Изменить стиль страницы

— Юрий Васильевич, — сказал я, — у вас на столе стоят телефоны прямой правительственной связи с любыми ведомствами, включая КГБ. Позвоните туда, и вы убедитесь, что эти обвинения беспочвенны и лживы.

— Турбин сказал, — продолжил Седых, — что вы пытались протащить в ваш институт на должность заведующего лабораторией некоего Гольдфарба, а его сын подал заявление на выезд в Израиль, и мы ждем от вас объяснений по этому поводу.

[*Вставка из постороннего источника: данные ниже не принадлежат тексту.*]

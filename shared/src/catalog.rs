use crate::chart::{ChartConfig, ChartSource, Dataset, LayerStyle, MapOptions};
use crate::data_point::MarkerDataPoint;
use crate::geo::LatLng;
use crate::geojson::FeatureCollection;
use crate::population::PopulationDataset;
use crate::surface::ShapeStyle;

#[derive(Debug, Clone, Copy, PartialEq, Eq, Hash)]
pub enum ChartKind {
    FastFoodChains,
    CountyPopulation,
}

#[derive(Debug, Clone, Copy, PartialEq, Eq, Hash)]
pub enum GameKind {
    CountryGuesser,
}

/// Card shown on an overview page.
#[derive(Debug, Clone, Copy, PartialEq, Eq)]
pub struct CatalogEntry<K> {
    pub kind: K,
    pub title: &'static str,
    pub description: &'static str,
}

pub const CHARTS: [CatalogEntry<ChartKind>; 2] = [
    CatalogEntry {
        kind: ChartKind::FastFoodChains,
        title: "Fast Food Chains in Norway",
        description: "Explore the distribution of fast food chains across Norway",
    },
    CatalogEntry {
        kind: ChartKind::CountyPopulation,
        title: "County Population Development in Norway",
        description: "Explore the population development across Norwegian counties",
    },
];

pub const GAMES: [CatalogEntry<GameKind>; 1] = [CatalogEntry {
    kind: GameKind::CountryGuesser,
    title: "Country Guesser",
    description: "Guess the country based on the provided clues",
}];

pub fn chart_entry(kind: ChartKind) -> CatalogEntry<ChartKind> {
    match kind {
        ChartKind::FastFoodChains => CHARTS[0],
        ChartKind::CountyPopulation => CHARTS[1],
    }
}

pub fn ssb_population_source() -> ChartSource {
    ChartSource::new(
        "Statistics Norway (SSB) - Population Statistics",
        "https://www.ssb.no/befolkning",
    )
}

pub fn geojson_layer_source() -> ChartSource {
    ChartSource::new(
        "GeoJSON Layer by robhop",
        "https://github.com/robhop/fylker-og-kommuner/",
    )
}

pub fn geonorge_source() -> ChartSource {
    ChartSource::new("GeoNorge", "https://kartkatalog.geonorge.no/")
}

pub fn county_population_chart(
    counties: FeatureCollection,
    population: PopulationDataset,
) -> ChartConfig {
    ChartConfig {
        id: "county-population-development".to_string(),
        title: chart_entry(ChartKind::CountyPopulation).title.to_string(),
        description: "Explore population development trends across Norwegian counties over time"
            .to_string(),
        ideas: Vec::new(),
        sources: vec![ssb_population_source(), geojson_layer_source(), geonorge_source()],
        map_options: MapOptions::centered(LatLng::new(65.0, 15.0), 5.0).with_max_zoom(10.0),
        data_points: population.data_points,
        dataset: Dataset::GeoJson {
            collection: counties,
            style: LayerStyle {
                base: ShapeStyle {
                    color: "#3388ff".to_string(),
                    weight: 2.0,
                    fill_opacity: 0.5,
                    fill_color: None,
                },
                color_from_properties: true,
            },
        },
    }
}

pub fn fast_food_chart(markers: Vec<MarkerDataPoint>) -> ChartConfig {
    let entry = chart_entry(ChartKind::FastFoodChains);
    ChartConfig {
        id: "fast-food-chains".to_string(),
        title: entry.title.to_string(),
        description: entry.description.to_string(),
        ideas: Vec::new(),
        sources: Vec::new(),
        map_options: MapOptions::default(),
        data_points: markers.iter().map(MarkerDataPoint::to_data_point).collect(),
        dataset: Dataset::Markers(markers),
    }
}

#[cfg(test)]
mod tests {
    use super::*;
    use crate::data_point::DataPoint;

    #[test]
    fn county_chart_uses_norway_view_and_three_sources() {
        let population = PopulationDataset {
            counties: Vec::new(),
            data_points: vec![DataPoint::new(3, "Oslo")],
        };
        let chart = county_population_chart(FeatureCollection::default(), population);

        assert_eq!(chart.title, "County Population Development in Norway");
        assert_eq!(chart.map_options.center, LatLng::new(65.0, 15.0));
        assert_eq!(chart.map_options.zoom, 5.0);
        assert_eq!(chart.map_options.max_zoom, 10.0);
        assert_eq!(chart.sources.len(), 3);
        assert_eq!(chart.data_points.len(), 1);
        assert!(matches!(
            chart.dataset,
            Dataset::GeoJson { ref style, .. } if style.color_from_properties && style.base.weight == 2.0
        ));
    }

    #[test]
    fn fast_food_chart_lists_every_marker() {
        let markers = vec![MarkerDataPoint {
            id: 5,
            name: "Peppes Pizza".into(),
            coordinates: LatLng::new(59.91, 10.75),
            description: None,
            image_url: None,
        }];
        let chart = fast_food_chart(markers);
        assert_eq!(chart.data_points[0].id, 5);
        assert_eq!(chart.dataset.markers().len(), 1);
    }

    #[test]
    fn catalog_entries_resolve() {
        for entry in &CHARTS {
            assert_eq!(chart_entry(entry.kind), *entry);
        }
        assert_eq!(GAMES[0].title, "Country Guesser");
    }
}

Надо заметить, что прежде наши многочисленные встречи были конструктивными, и я питал к Юрию Васильевичу искреннее уважение, потому и начал ему объяснять, что профессор Давид Моисеевич Гольдфарб — известный советский ученый, что его лаборатория мучается в Институте общей генетики АН СССР под пятой Н. П. Дубинина, ставшего монополистом в науке, что именно поэтому я считал, что переход всей лаборатории Гольдфарба очень бы наш институт укрепил. (Я знал, разумеется, что Атабеков противился этому шагу, так как не хотел иметь в лице микробиолога и вирусолога Гольдфарба серьезнейшего конкурента, но я всё время уговаривал Осю и Турбина, что конкуренция только укрепляет научную деятельность, а не подавляет ее.) Затем я сказал, что знал сына Гольдфарба Алика с мальчишеских лет, что он очень хороший мальчик, прекрасно закончил МГУ, успешно работал в лаборатории кита советской генетики Р. Б. Хесина, что он действительно подружился с Сахаровым и помогал ему, только после чего его начали преследовать, и теперь ему не остается ничего иного, как уезжать.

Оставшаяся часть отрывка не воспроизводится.